--- WHAT YOU HAVE TO DO ---
Track down every line below that holds "Sized" and copy it.

[Stored data]

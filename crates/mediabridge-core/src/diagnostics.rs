//! Bridge safety diagnostics: live handle registry + debug metrics.
//!
//! ## Always-on (release + debug)
//!
//! **Handle registry**: Tracks live native handle addresses in a `HashSet<usize>`.
//! - `register_handle(addr)`: adds the address, returns false if already present.
//! - `unregister_handle(addr)`: removes it, returns false if unknown (double release).
//!
//! Used by `NativeHandle::release` so that two wrappers accidentally built
//! around the same native object cannot both release it.
//!
//! ## Debug-only (`cfg(debug_assertions)`)
//!
//! **Metrics**: Atomic counters for created/released/peak/live handles, events
//! dispatched, events dropped for unknown tokens, listener failures and frames
//! rendered. Exposed via `snapshot()` → `BridgeMetricsSnapshot`.
//!
//! ## Limitations
//!
//! Address-only tracking cannot detect a stale handle after the native
//! allocator reuses the same address for a new object (ABA). The registry
//! catches the common case (the same address released twice without an
//! intervening creation).

use std::collections::HashSet;
use std::sync::LazyLock;

use parking_lot::Mutex;

// =========================================================================
// Handle registry (always-on)
// =========================================================================

static HANDLE_REGISTRY: LazyLock<Mutex<HashSet<usize>>> =
    LazyLock::new(|| Mutex::new(HashSet::new()));

/// Registers a native handle address. Returns `false` if already registered.
pub fn register_handle(address: usize) -> bool {
    HANDLE_REGISTRY.lock().insert(address)
}

/// Unregisters a native handle address. Returns `false` if unknown.
pub fn unregister_handle(address: usize) -> bool {
    HANDLE_REGISTRY.lock().remove(&address)
}

/// Returns true if the address is currently registered. `NativeHandle::with`
/// asserts this in debug builds.
pub fn is_live(address: usize) -> bool {
    HANDLE_REGISTRY.lock().contains(&address)
}

// =========================================================================
// Metrics (debug-only)
// =========================================================================

#[cfg(debug_assertions)]
mod metrics {
    use std::sync::atomic::{AtomicU64, Ordering};
    use std::sync::LazyLock;

    use parking_lot::Mutex;

    struct BridgeMetrics {
        handles_created: AtomicU64,
        handles_released: AtomicU64,
        handles_peak: AtomicU64,
        events_dispatched: AtomicU64,
        events_dropped: AtomicU64,
        listener_failures: AtomicU64,
        frames_rendered: AtomicU64,
        // Protected by lock for correct peak tracking
        handles_live: Mutex<u64>,
    }

    static METRICS: LazyLock<BridgeMetrics> = LazyLock::new(|| BridgeMetrics {
        handles_created: AtomicU64::new(0),
        handles_released: AtomicU64::new(0),
        handles_peak: AtomicU64::new(0),
        events_dispatched: AtomicU64::new(0),
        events_dropped: AtomicU64::new(0),
        listener_failures: AtomicU64::new(0),
        frames_rendered: AtomicU64::new(0),
        handles_live: Mutex::new(0),
    });

    pub fn record_handle_created() {
        METRICS.handles_created.fetch_add(1, Ordering::Relaxed);
        let mut live = METRICS.handles_live.lock();
        *live += 1;
        let current = *live;
        let peak = METRICS.handles_peak.load(Ordering::Relaxed);
        if current > peak {
            METRICS.handles_peak.store(current, Ordering::Relaxed);
        }
    }

    pub fn record_handle_released() {
        METRICS.handles_released.fetch_add(1, Ordering::Relaxed);
        let mut live = METRICS.handles_live.lock();
        *live = live.saturating_sub(1);
    }

    pub fn record_event_dispatched() {
        METRICS.events_dispatched.fetch_add(1, Ordering::Relaxed);
    }

    pub fn record_event_dropped() {
        METRICS.events_dropped.fetch_add(1, Ordering::Relaxed);
    }

    pub fn record_listener_failure() {
        METRICS.listener_failures.fetch_add(1, Ordering::Relaxed);
    }

    pub fn record_frame_rendered() {
        METRICS.frames_rendered.fetch_add(1, Ordering::Relaxed);
    }

    /// Snapshot of all metrics.
    #[derive(Debug, Clone, Copy, Default)]
    pub struct BridgeMetricsSnapshot {
        pub handles_created: u64,
        pub handles_released: u64,
        pub handles_peak: u64,
        pub handles_live: u64,
        pub events_dispatched: u64,
        pub events_dropped: u64,
        pub listener_failures: u64,
        pub frames_rendered: u64,
    }

    pub fn snapshot() -> BridgeMetricsSnapshot {
        BridgeMetricsSnapshot {
            handles_created: METRICS.handles_created.load(Ordering::Relaxed),
            handles_released: METRICS.handles_released.load(Ordering::Relaxed),
            handles_peak: METRICS.handles_peak.load(Ordering::Relaxed),
            handles_live: *METRICS.handles_live.lock(),
            events_dispatched: METRICS.events_dispatched.load(Ordering::Relaxed),
            events_dropped: METRICS.events_dropped.load(Ordering::Relaxed),
            listener_failures: METRICS.listener_failures.load(Ordering::Relaxed),
            frames_rendered: METRICS.frames_rendered.load(Ordering::Relaxed),
        }
    }
}

#[cfg(debug_assertions)]
pub use metrics::{
    record_event_dispatched, record_event_dropped, record_frame_rendered,
    record_handle_created, record_handle_released, record_listener_failure, snapshot,
    BridgeMetricsSnapshot,
};
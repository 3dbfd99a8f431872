use planar_optim::CostFunction;

use crate::error::HomographyError;
use crate::matrix::{HomographyMatrix, HomographyParams};
use crate::types::Correspondence;

/// Minimum number of correspondences needed to determine the 8 parameters.
pub const MIN_CORRESPONDENCES: usize = 4;

/// Cost assigned to parameters under which a scene point maps to infinity.
pub const DEGENERATE_COST: f64 = f64::INFINITY;

/// Sum of squared reprojection errors of a correspondence set.
///
/// Holds a borrowed view of the correspondences and evaluates candidate
/// parameter vectors against them. It is the cost function handed to the
/// optimizer during estimation.
#[derive(Debug, Clone, Copy)]
pub struct ReprojectionObjective<'a> {
    correspondences: &'a [Correspondence],
}

impl<'a> ReprojectionObjective<'a> {
    /// Create the objective for a correspondence set.
    ///
    /// # Errors
    ///
    /// Returns [`HomographyError::InsufficientCorrespondences`] for fewer than 4 correspondences.
    pub fn new(correspondences: &'a [Correspondence]) -> Result<Self, HomographyError> {
        if correspondences.len() < MIN_CORRESPONDENCES {
            return Err(HomographyError::InsufficientCorrespondences {
                required: MIN_CORRESPONDENCES,
                actual: correspondences.len(),
            });
        }
        Ok(Self { correspondences })
    }

    /// The correspondences this objective is evaluated on.
    pub fn correspondences(&self) -> &'a [Correspondence] {
        self.correspondences
    }

    /// Evaluate the sum of squared reprojection errors for `h`.
    ///
    /// Returns [`DEGENERATE_COST`] when a scene point falls on the line at
    /// infinity of `h` or the sum overflows.
    pub fn evaluate(&self, h: &HomographyParams) -> f64 {
        let mut error = 0.0;
        for c in self.correspondences {
            let (x, y) = (c.scene.x, c.scene.y);
            let (u, v) = (c.image.x, c.image.y);

            let w = h[6] * x + h[7] * y + 1.0;
            if w == 0.0 {
                return DEGENERATE_COST;
            }

            let u_proj = (h[0] * x + h[1] * y + h[2]) / w;
            let v_proj = (h[3] * x + h[4] * y + h[5]) / w;

            error += (u - u_proj).powi(2) + (v - v_proj).powi(2);
        }

        if error.is_finite() {
            error
        } else {
            DEGENERATE_COST
        }
    }
}

impl CostFunction for ReprojectionObjective<'_> {
    fn cost(&self, params: &[f64]) -> f64 {
        match <&HomographyParams>::try_from(params) {
            Ok(h) => self.evaluate(h),
            Err(_) => DEGENERATE_COST,
        }
    }
}

/// Build the reprojection objective for a correspondence set.
///
/// # Errors
///
/// Returns [`HomographyError::InsufficientCorrespondences`] for fewer than 4 correspondences.
pub fn build_objective(
    correspondences: &[Correspondence],
) -> Result<ReprojectionObjective<'_>, HomographyError> {
    ReprojectionObjective::new(correspondences)
}

/// Turn an optimized parameter vector into a homography matrix.
pub fn reconstruct_matrix(h: &HomographyParams) -> HomographyMatrix {
    HomographyMatrix::from_params(h)
}
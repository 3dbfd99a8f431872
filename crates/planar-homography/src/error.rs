use planar_optim::OptimizerError;

/// Error types for homography estimation, matching and projection.
#[derive(thiserror::Error, Debug, PartialEq)]
pub enum HomographyError {
    /// Invalid input data - insufficient correspondences to determine the 8 parameters
    #[error("Homography estimation requires at least {required} correspondences, got {actual}")]
    InsufficientCorrespondences {
        /// Minimum number of correspondences required
        required: usize,
        /// Actual number of correspondences provided
        actual: usize,
    },

    /// Invalid input data - mismatched array lengths
    #[error("Mismatched array lengths: {left_name} ({left_len}) != {right_name} ({right_len})")]
    MismatchedArrayLengths {
        /// Name of the first array
        left_name: &'static str,
        /// Length of the first array
        left_len: usize,
        /// Name of the second array
        right_name: &'static str,
        /// Length of the second array
        right_len: usize,
    },

    /// Invalid input data - degree matrix shape does not match the point sets
    #[error("Degree matrix is {rows}x{cols}, expected {expected_rows}x{expected_cols}")]
    DegreeMatrixShape {
        /// Number of scene points
        expected_rows: usize,
        /// Number of image points
        expected_cols: usize,
        /// Actual number of rows
        rows: usize,
        /// Actual number of columns
        cols: usize,
    },

    /// Invalid input data - degree matrix rows have different lengths
    #[error("Degree matrix row {row} has {actual} columns, expected {expected}")]
    RaggedDegreeMatrix {
        /// Offending row index
        row: usize,
        /// Number of columns of the first row
        expected: usize,
        /// Number of columns of the offending row
        actual: usize,
    },

    /// No admissible image point for a scene point
    #[error("No valid match found for scene point {row}")]
    NoMatch {
        /// Row of the degree matrix without an admissible column
        row: usize,
    },

    /// The optimizer failed
    #[error("Optimization failed: {0}")]
    Optimizer(#[from] OptimizerError),

    /// The homography cannot be inverted
    #[error("Homography is singular (determinant {determinant:e})")]
    SingularMatrix {
        /// Determinant of the matrix
        determinant: f64,
    },

    /// The homogeneous coordinate of a projected point is zero
    #[error("Point ({x}, {y}) projects to infinity")]
    DegenerateProjection {
        /// x coordinate of the input point
        x: f64,
        /// y coordinate of the input point
        y: f64,
    },

    /// The homography has a zero bottom-right entry and cannot be normalized
    #[error("Homography bottom-right entry is zero, cannot normalize to 8 parameters")]
    NotNormalizable,
}
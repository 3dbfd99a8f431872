use crate::cost::CostFunction;

/// A simplex vertex and its cached cost.
#[derive(Debug, Clone)]
pub(crate) struct Vertex {
    pub params: Vec<f64>,
    pub cost: f64,
}

/// The working simplex of a single optimizer call.
///
/// Holds `n + 1` vertices for an `n`-dimensional problem. Vertices are only
/// ordered by cost right after [`Simplex::sort`].
pub(crate) struct Simplex<'a, C: ?Sized> {
    cost_fn: &'a C,
    vertices: Vec<Vertex>,
    evaluations: usize,
}

impl<'a, C> Simplex<'a, C>
where
    C: CostFunction + ?Sized,
{
    /// Build the initial simplex: the guess plus one vertex per axis offset by `step`.
    pub fn new(cost_fn: &'a C, initial_guess: &[f64], step: f64) -> Self {
        let n = initial_guess.len();
        let mut simplex = Self {
            cost_fn,
            vertices: Vec::with_capacity(n + 1),
            evaluations: 0,
        };

        let first = simplex.evaluate(initial_guess.to_vec());
        simplex.vertices.push(first);

        for i in 0..n {
            let mut params = initial_guess.to_vec();
            params[i] += step;
            let vertex = simplex.evaluate(params);
            simplex.vertices.push(vertex);
        }

        simplex
    }

    /// Evaluate the cost of `params`, mapping `NaN` to `+inf`.
    pub fn evaluate(&mut self, params: Vec<f64>) -> Vertex {
        self.evaluations += 1;
        let cost = self.cost_fn.cost(&params);
        let cost = if cost.is_nan() { f64::INFINITY } else { cost };
        Vertex { params, cost }
    }

    /// Number of cost evaluations so far.
    pub fn evaluations(&self) -> usize {
        self.evaluations
    }

    /// Sort vertices by ascending cost. Ties keep their current order.
    pub fn sort(&mut self) {
        self.vertices.sort_by(|a, b| a.cost.total_cmp(&b.cost));
    }

    pub fn best(&self) -> &Vertex {
        &self.vertices[0]
    }

    pub fn worst(&self) -> &Vertex {
        &self.vertices[self.vertices.len() - 1]
    }

    pub fn second_worst(&self) -> &Vertex {
        let n = self.vertices.len();
        &self.vertices[n.saturating_sub(2)]
    }

    /// Cost difference between the worst and the best vertex.
    pub fn spread(&self) -> f64 {
        self.worst().cost - self.best().cost
    }

    /// Centroid of every vertex except the worst one.
    pub fn centroid(&self) -> Vec<f64> {
        let n = self.vertices.len() - 1;
        let mut centroid = vec![0.0; self.best().params.len()];
        for vertex in &self.vertices[..n] {
            for (c, p) in centroid.iter_mut().zip(&vertex.params) {
                *c += p;
            }
        }
        for c in centroid.iter_mut() {
            *c /= n as f64;
        }
        centroid
    }

    pub fn replace_worst(&mut self, vertex: Vertex) {
        let last = self.vertices.len() - 1;
        self.vertices[last] = vertex;
    }

    /// Move every vertex but the best toward the best one by `factor`.
    pub fn shrink(&mut self, factor: f64) {
        let best = self.vertices[0].params.clone();
        for i in 1..self.vertices.len() {
            let params = step_from(&best, &self.vertices[i].params, factor);
            self.vertices[i] = self.evaluate(params);
        }
    }

    pub fn into_best(mut self) -> Vertex {
        self.vertices.swap_remove(0)
    }
}

/// `origin + factor * (toward - origin)`, element-wise.
pub(crate) fn step_from(origin: &[f64], toward: &[f64], factor: f64) -> Vec<f64> {
    origin
        .iter()
        .zip(toward)
        .map(|(o, t)| o + factor * (t - o))
        .collect()
}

--- YOUR RESPONSE ---
pub(crate) struct Simplex<'a, C: ?Sized> {
    C: CostFunction + ?Sized,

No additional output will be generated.